2014 Chinese Greens


Made from leaves that have not been oxidized.

2014 Chinese Greens

Postby JRS22 » May 2nd, '14, 09:01

This past year I've been drinking japanese greens and yancha. I've been receiving emails from various vendors announcing that they've begun to stock 2014 harvest chinese greens and I'm thinking about placing a small order. Has anyone tried tea from this harvest yet?

Tea Trekker labels most of their teas AA or AA+ while Jing labels most of theirs AAA and small quantities are half the price. Even with quick vendor action Tea Trekker teas will arrive in a few days, Jing in a few weeks. The third tea shop I've bought from in recent years is Seven Cups but they don't have any 2014 teas yet.

I'm curious to know who people are buying from and what they're buying. This subject is so much quieter than discussion of japanese greens.
User avatar
JRS22
 
Posts: 1112
Joined: Nov 7th, '0

Re: 2014 Chinese Greens

Postby Misou » May 4th, '14, 07:58

Yunnan Sourcing (chineese not us site) has good quality greens at very good prices. Ive been very pleased with my oolongs and blacks. I can imagine their greens to be good as well. Consider a bump to EMS shipping. The extra cost is well worth it.

http://yunnansourcing.com/en/4-green_tea
Misou
 
Posts: 40
Joined: Mar 24th, '

Re: 2014 Chinese Greens

Postby debunix » May 4th, '14, 11:32

My impression (after just 4 or 5 years of searching teas out online) is that chinese greens are so diverse that no one source has a full selection of the best traditional greens from every part of the country. When I read about a really interesting sounding (new to me) tea, I often look it up on websites where I've previously ordered, and I never find all those I'm currently interested in trying all at one site.

That said, I've had some wonderfully flavorful but also potentially exceptionally bitter greens from Yunnan--the same leaves that give the power to puerh, which demand considerable care to give their best as young sheng, can be delicious or vicious as green teas, depending on my brewing. I've had a lot of pleasure from quite inexpensive greens from Yunnan Sourcing, but they do demand more attention that some more famous greens if you're a bitterphobe like me.

I've had a variety of wonderful traditionally famous and sometimes quite obscure greens from JingTeaShop and Norbu, and my local chinatown tea shop has been quite reliable for certain varieties as well. The part I haven't mastered is knowing when to order which ones, because they're generally not vacuum packed like a rolled green oolong, and they do change quite a bit over the months after harvest, so that an exquisite experience with a freshly stocked sample may lead to disappointment when I go back a few months later and confidently purchase a larger quantity of that same tea, because it won't necessarily be the same when it arrives in my hands.

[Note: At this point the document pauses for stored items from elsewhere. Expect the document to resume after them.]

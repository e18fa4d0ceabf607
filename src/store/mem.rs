//! A deterministic in-memory store, the record-based reference variant.
//!
//! Record positions are the insertion order of rows, so scans are fully
//! reproducible. Used by the test suite as the fake store and useful as a
//! staging area when the graph is assembled programmatically.

use super::{
    GraphStore, LabelIdList, NodeReference, PropertyReader, RecordConsumer, RelationshipReference,
    ScanSource, SourceCursor,
};
use crate::{
    error::Result,
    types::{LabelId, NodeId, PropRef, PropertyKeyId, RelTypeId, NO_PROPERTIES},
};
use std::sync::Arc;

struct MemNode {
    id: NodeId,
    labels: Vec<LabelId>,
}

struct MemRelationship {
    source: NodeId,
    target: NodeId,
    rel_type: RelTypeId,
    properties: Vec<(PropertyKeyId, f64)>,
}

#[derive(Default)]
struct Inner {
    nodes: Vec<MemNode>,
    relationships: Vec<MemRelationship>,
}

/// An in-memory property graph store.
///
/// Rows are added before loading; a node id may be added more than once
/// (the id mapping merges the observations and unions their labels).
#[derive(Default)]
pub struct MemGraph {
    inner: Arc<Inner>,
}

impl MemGraph {
    pub fn new() -> Self {
        Self::default()
    }

    pub fn add_node(&mut self, id: NodeId, labels: &[LabelId]) {
        Arc::get_mut(&mut self.inner)
            .expect("graph is shared with a running load")
            .nodes
            .push(MemNode {
                id,
                labels: labels.to_vec(),
            });
    }

    pub fn add_relationship(
        &mut self,
        source: NodeId,
        target: NodeId,
        rel_type: RelTypeId,
        properties: &[(PropertyKeyId, f64)],
    ) {
        Arc::get_mut(&mut self.inner)
            .expect("graph is shared with a running load")
            .relationships
            .push(MemRelationship {
                source,
                target,
                rel_type,
                properties: properties.to_vec(),
            });
    }

    pub fn node_row_count(&self) -> usize {
        self.inner.nodes.len()
    }

    pub fn relationship_row_count(&self) -> usize {
        self.inner.relationships.len()
    }
}

pub struct MemNodeRecord {
    id: NodeId,
    labels: Vec<LabelId>,
}

impl NodeReference for MemNodeRecord {
    fn entity_id(&self) -> NodeId {
        self.id
    }

    fn labels(&self) -> Result<&[LabelId]> {
        Ok(&self.labels)
    }

    fn properties_reference(&self) -> Result<PropRef> {
        Ok(NO_PROPERTIES)
    }
}

pub struct MemNodes {
    inner: Arc<Inner>,
}

impl ScanSource for MemNodes {
    type Reference = MemNodeRecord;
    type Cursor = MemNodeCursor;

    fn record_upper_bound(&self) -> u64 {
        self.inner.nodes.len() as u64
    }

    fn cursor(&self) -> Result<Self::Cursor> {
        Ok(MemNodeCursor {
            inner: self.inner.clone(),
            record: MemNodeRecord {
                id: 0,
                labels: vec![],
            },
        })
    }
}

pub struct MemNodeCursor {
    inner: Arc<Inner>,
    record: MemNodeRecord,
}

impl SourceCursor for MemNodeCursor {
    type Reference = MemNodeRecord;

    fn read_window<C>(&mut self, start: u64, end: u64, consumer: &mut C) -> Result<u64>
    where
        C: RecordConsumer<MemNodeRecord>,
    {
        let end = std::cmp::min(end, self.inner.nodes.len() as u64);
        let mut delivered = 0;
        for pos in start..end {
            let node = &self.inner.nodes[pos as usize];
            self.record.id = node.id;
            self.record.labels.clear();
            self.record.labels.extend_from_slice(&node.labels);
            if !consumer.offer(&self.record)? {
                break;
            }
            delivered += 1;
        }
        Ok(delivered)
    }
}

pub struct MemRelRecord {
    row: i64,
    source: NodeId,
    target: NodeId,
    rel_type: RelTypeId,
    properties_reference: PropRef,
}

impl RelationshipReference for MemRelRecord {
    fn entity_id(&self) -> i64 {
        self.row
    }

    fn source_id(&self) -> NodeId {
        self.source
    }

    fn target_id(&self) -> NodeId {
        self.target
    }

    fn rel_type(&self) -> RelTypeId {
        self.rel_type
    }

    fn properties_reference(&self) -> Result<PropRef> {
        Ok(self.properties_reference)
    }
}

pub struct MemRelationships {
    inner: Arc<Inner>,
}

impl ScanSource for MemRelationships {
    type Reference = MemRelRecord;
    type Cursor = MemRelCursor;

    fn record_upper_bound(&self) -> u64 {
        self.inner.relationships.len() as u64
    }

    fn cursor(&self) -> Result<Self::Cursor> {
        Ok(MemRelCursor {
            inner: self.inner.clone(),
            record: MemRelRecord {
                row: 0,
                source: 0,
                target: 0,
                rel_type: 0,
                properties_reference: NO_PROPERTIES,
            },
        })
    }
}

pub struct MemRelCursor {
    inner: Arc<Inner>,
    record: MemRelRecord,
}

impl SourceCursor for MemRelCursor {
    type Reference = MemRelRecord;

    fn read_window<C>(&mut self, start: u64, end: u64, consumer: &mut C) -> Result<u64>
    where
        C: RecordConsumer<MemRelRecord>,
    {
        let end = std::cmp::min(end, self.inner.relationships.len() as u64);
        let mut delivered = 0;
        for pos in start..end {
            let relationship = &self.inner.relationships[pos as usize];
            self.record.row = pos as i64;
            self.record.source = relationship.source;
            self.record.target = relationship.target;
            self.record.rel_type = relationship.rel_type;
            self.record.properties_reference = if relationship.properties.is_empty() {
                NO_PROPERTIES
            } else {
                pos as PropRef
            };
            if !consumer.offer(&self.record)? {
                break;
            }
            delivered += 1;
        }
        Ok(delivered)
    }
}

pub struct MemPropertyReader {
    inner: Arc<Inner>,
}

impl PropertyReader for MemPropertyReader {
    fn read_properties(
        &mut self,
        property_references: &[PropRef],
        property_keys: &[PropertyKeyId],
        default_values: &[f64],
    ) -> Result<Vec<Vec<u64>>> {
        let mut columns: Vec<Vec<u64>> = property_keys
            .iter()
            .map(|_| Vec::with_capacity(property_references.len()))
            .collect();
        for &reference in property_references {
            for (slot, (&key, &default)) in columns
                .iter_mut()
                .zip(property_keys.iter().zip(default_values))
            {
                let bits = if reference == NO_PROPERTIES {
                    default.to_bits()
                } else {
                    self.inner.relationships[reference as usize]
                        .properties
                        .iter()
                        .find(|&&(candidate, _)| candidate == key)
                        .map_or(default.to_bits(), |&(_, value)| value.to_bits())
                };
                slot.push(bits);
            }
        }
        Ok(columns)
    }
}

impl GraphStore for MemGraph {
    type NodeRef = MemNodeRecord;
    type LabelNodeRef = super::LabelIdRecord;
    type RelRef = MemRelRecord;
    type Nodes = MemNodes;
    type LabelNodes = LabelIdList;
    type Relationships = MemRelationships;
    type Properties = MemPropertyReader;

    fn nodes(&self) -> Result<MemNodes> {
        Ok(MemNodes {
            inner: self.inner.clone(),
        })
    }

    fn label_nodes(&self, label: LabelId) -> Result<LabelIdList> {
        let ids = self
            .inner
            .nodes
            .iter()
            .filter(|node| node.labels.contains(&label))
            .map(|node| node.id)
            .collect();
        Ok(LabelIdList::new(label, ids))
    }

    fn relationships(&self) -> Result<MemRelationships> {
        Ok(MemRelationships {
            inner: self.inner.clone(),
        })
    }

    fn property_reader(&self) -> Result<MemPropertyReader> {
        Ok(MemPropertyReader {
            inner: self.inner.clone(),
        })
    }
}
//! Contracts between the loading pipeline and an external record store.
//!
//! The store is only ever touched through these traits: a [`ScanSource`]
//! describes one paginated record space (all nodes, the nodes of one label,
//! or all relationships), a [`SourceCursor`] reads one window of it, and the
//! records themselves are handed out as capability references. A reference
//! variant that cannot supply a requested capability fails with
//! [`Error::UnsupportedCapability`](crate::error::Error) instead of
//! returning a default, so that "no data" and "cannot know" stay distinct.

pub mod mem;
pub mod sqlite;

use crate::{
    error::Result,
    types::{LabelId, NodeId, PropRef, PropertyKeyId, RelTypeId},
};

/// A node record handed out by a scan.
///
/// Implementations are short-lived views: a cursor may reuse the backing
/// record between `offer` calls, so consumers copy what they keep.
pub trait NodeReference {
    fn entity_id(&self) -> NodeId;

    /// The label tokens this record reports for the node. A label-index
    /// scan reports only the scanned label; the full membership of a node
    /// is the union over all records observed for its id.
    fn labels(&self) -> Result<&[LabelId]>;

    fn properties_reference(&self) -> Result<PropRef>;
}

/// A relationship record handed out by a scan.
pub trait RelationshipReference {
    fn entity_id(&self) -> i64;

    fn source_id(&self) -> NodeId;

    fn target_id(&self) -> NodeId;

    fn rel_type(&self) -> RelTypeId;

    fn properties_reference(&self) -> Result<PropRef>;
}

/// Receives the records of a reserved batch, usually a batch buffer.
///
/// `offer` returns `Ok(false)` once the consumer cannot take further
/// records. Scanners size their windows to the consumer capacity (see
/// [`StoreScanner::bulk_size`](crate::scan::StoreScanner::bulk_size)), so
/// a window never runs into a full consumer.
pub trait RecordConsumer<R: ?Sized> {
    fn offer(&mut self, record: &R) -> Result<bool>;
}

/// One paginated record space of the store.
///
/// The record space is `[0, record_upper_bound)`; positions may be sparse.
/// Successive windows read through any number of cursors of one source must
/// partition the space without omission or duplication.
pub trait ScanSource: Sync {
    type Reference: ?Sized;
    type Cursor: SourceCursor<Reference = Self::Reference>;

    /// Exclusive end of the record space.
    fn record_upper_bound(&self) -> u64;

    /// A cursor for the calling thread.
    fn cursor(&self) -> Result<Self::Cursor>;
}

/// A per-thread reader over one [`ScanSource`].
pub trait SourceCursor {
    type Reference: ?Sized;

    /// Delivers every record positioned in `[start, end)` to `consumer`,
    /// returning how many records were delivered.
    fn read_window<C>(&mut self, start: u64, end: u64, consumer: &mut C) -> Result<u64>
    where
        C: RecordConsumer<Self::Reference>;
}

/// Decodes relationship property values in batches.
///
/// One reader per worker; `read_properties` turns the properties-reference
/// column of a whole batch into one column of raw `u64` bit patterns per
/// requested key. A property absent at some position yields that key's
/// default. `f64` values are moved as bit patterns so no precision or
/// signalling state is lost.
pub trait PropertyReader {
    fn read_properties(
        &mut self,
        property_references: &[PropRef],
        property_keys: &[PropertyKeyId],
        default_values: &[f64],
    ) -> Result<Vec<Vec<u64>>>;
}

/// Factory surface of a backing store.
///
/// Sources own everything they need to open per-thread cursors, so they can
/// outlive the borrow that created them and move into scan workers.
pub trait GraphStore: Sync {
    type NodeRef: NodeReference + ?Sized;
    type LabelNodeRef: NodeReference + ?Sized;
    type RelRef: RelationshipReference + ?Sized;
    type Nodes: ScanSource<Reference = Self::NodeRef>;
    type LabelNodes: ScanSource<Reference = Self::LabelNodeRef>;
    type Relationships: ScanSource<Reference = Self::RelRef>;
    type Properties: PropertyReader;

    /// Source over every node record.
    fn nodes(&self) -> Result<Self::Nodes>;

    /// Source over the node records of one label.
    fn label_nodes(&self, label: LabelId) -> Result<Self::LabelNodes>;

    /// Source over every relationship record.
    fn relationships(&self) -> Result<Self::Relationships>;

    /// A property reader for the calling worker.
    fn property_reader(&self) -> Result<Self::Properties>;
}

/// An index-based node source: the materialized, ordered id list of one
/// label.
///
/// This is the reference variant backing label-restricted scans. It knows
/// the scanned label but has no way back into the store's property
/// storage, so `properties_reference` fails with an unsupported-capability
/// error instead of inventing a default.
pub struct LabelIdList {
    label: LabelId,
    ids: std::sync::Arc<Vec<NodeId>>,
}

impl LabelIdList {
    pub fn new(label: LabelId, ids: Vec<NodeId>) -> Self {
        Self {
            label,
            ids: std::sync::Arc::new(ids),
        }
    }

    pub fn label(&self) -> LabelId {
        self.label
    }
}

impl ScanSource for LabelIdList {
    type Reference = LabelIdRecord;
    type Cursor = LabelIdListCursor;

    fn record_upper_bound(&self) -> u64 {
        self.ids.len() as u64
    }

    fn cursor(&self) -> Result<Self::Cursor> {
        Ok(LabelIdListCursor {
            ids: self.ids.clone(),
            record: LabelIdRecord {
                id: 0,
                label: [self.label],
            },
        })
    }
}

pub struct LabelIdListCursor {
    ids: std::sync::Arc<Vec<NodeId>>,
    record: LabelIdRecord,
}

impl SourceCursor for LabelIdListCursor {
    type Reference = LabelIdRecord;

    fn read_window<C>(&mut self, start: u64, end: u64, consumer: &mut C) -> Result<u64>
    where
        C: RecordConsumer<LabelIdRecord>,
    {
        let end = std::cmp::min(end, self.ids.len() as u64);
        let mut delivered = 0;
        for pos in start..end {
            self.record.id = self.ids[pos as usize];
            if !consumer.offer(&self.record)? {
                break;
            }
            delivered += 1;
        }
        Ok(delivered)
    }
}

pub struct LabelIdRecord {
    id: NodeId,
    label: [LabelId; 1],
}

impl NodeReference for LabelIdRecord {
    fn entity_id(&self) -> NodeId {
        self.id
    }

    fn labels(&self) -> Result<&[LabelId]> {
        Ok(&self.label)
    }

    fn properties_reference(&self) -> Result<PropRef> {
        Err(crate::error::Error::UnsupportedCapability(
            "properties reference on a label index scan",
        ))
    }
}
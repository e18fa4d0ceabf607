use super::{vlong::decode_vlong, PageBuf};
use crate::types::{Address, MappedId};
use std::convert::TryInto;

/// Immutable paged storage of per-node relationship runs.
///
/// A node's run starts at the address recorded in its offset array entry
/// and never crosses a page boundary. Adjacency and property runs share
/// one layout:
///
/// ```text
/// +-----------------------------------------+
/// |              degree: u32 LE             |
/// +-----------------------------------------+
/// +-----------------------------------------+
/// |   adjacency payload: `degree` vlong     |
/// |   deltas of the ascending target list   |
/// +-----------------------------------------+
///            - or, for properties -
/// +-----------------------------------------+
/// |   `degree * key_count` u64 LE values,   |
/// |   row-major per target                  |
/// +-----------------------------------------+
/// ```
pub struct AdjacencyList {
    pages: Vec<PageBuf>,
    page_shift: u32,
}

impl AdjacencyList {
    pub(super) fn new(pages: Vec<PageBuf>, page_shift: u32) -> Self {
        Self { pages, page_shift }
    }

    pub fn page_count(&self) -> usize {
        self.pages.len()
    }

    /// The bytes from `address` to the end of its page.
    pub fn slice_at(&self, address: Address) -> &[u8] {
        let page = (address >> self.page_shift) as usize;
        let offset = (address & ((1u64 << self.page_shift) - 1)) as usize;
        &self.pages[page].as_slice()[offset..]
    }

    /// The degree stored at `address`.
    pub fn degree(&self, address: Address) -> u32 {
        let data = self.slice_at(address);
        u32::from_le_bytes(data[..4].try_into().unwrap())
    }

    /// A decoding cursor over the target list stored at `address`.
    pub fn cursor(&self, address: Address) -> AdjacencyCursor {
        let data = self.slice_at(address);
        let degree = u32::from_le_bytes(data[..4].try_into().unwrap());
        AdjacencyCursor {
            data,
            pos: 4,
            remaining: degree,
            degree,
            value: 0,
        }
    }

    /// A cursor over the property rows stored at `address`.
    pub fn property_cursor(&self, address: Address, key_count: usize) -> PropertyCursor {
        let data = self.slice_at(address);
        let degree = u32::from_le_bytes(data[..4].try_into().unwrap());
        PropertyCursor {
            data,
            pos: 4,
            remaining: degree,
            key_count,
        }
    }
}

/// Iterates the targets of one adjacency run in ascending order.
pub struct AdjacencyCursor<'a> {
    data: &'a [u8],
    pos: usize,
    remaining: u32,
    degree: u32,
    value: u64,
}

impl<'a> AdjacencyCursor<'a> {
    pub fn degree(&self) -> u32 {
        self.degree
    }
}

impl<'a> Iterator for AdjacencyCursor<'a> {
    type Item = MappedId;

    fn next(&mut self) -> Option<MappedId> {
        if self.remaining == 0 {
            return None;
        }
        let (delta, pos) = decode_vlong(self.data, self.pos);
        self.pos = pos;
        self.value += delta;
        self.remaining -= 1;
        Some(self.value)
    }

    fn size_hint(&self) -> (usize, Option<usize>) {
        (self.remaining as usize, Some(self.remaining as usize))
    }
}

impl<'a> ExactSizeIterator for AdjacencyCursor<'a> {}

/// Reads the property rows of one run, `key_count` raw `u64` bit patterns
/// per target.
pub struct PropertyCursor<'a> {
    data: &'a [u8],
    pos: usize,
    remaining: u32,
    key_count: usize,
}

impl<'a> PropertyCursor<'a> {
    pub fn remaining(&self) -> usize {
        self.remaining as usize
    }

    /// Copies the next row into `out`, returning false once exhausted.
    pub fn next_row(&mut self, out: &mut [u64]) -> bool {
        if self.remaining == 0 {
            return false;
        }
        assert_eq!(out.len(), self.key_count);
        for slot in out.iter_mut() {
            *slot = u64::from_le_bytes(self.data[self.pos..self.pos + 8].try_into().unwrap());
            self.pos += 8;
        }
        self.remaining -= 1;
        true
    }
}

I purchase An Ji Bai Cha year round from any of my suppliers, but am trying to be smarter about the rest.
User avatar
debunix
 
Posts: 5175
Joined: Jan 10th, '
Location: Los Angeles, CA

Re: 2014 Chinese Greens

Postby Mureke » May 4th, '14, 12:15

Thanks for bringing up the topic. I, too, prefer Chinese greens.

I found both 2014 Jingteashop Long Jings very good. At first, I preferred the Weng Jia Shan Long Jing with its stronger taste. Lately, I've really been enjoying the Shi Feng Long Jing, though. Both teas have completely intact leaves (1 bud and 1 to 2 leaves), but the Shi Feng seems of slightly higher quality in this respect. Due to its sweeter character, I find the Shi Feng to fair well in later steepings. The only complaint I have is that there are some dark, hopefully-not-animal hairs in the Long Jings.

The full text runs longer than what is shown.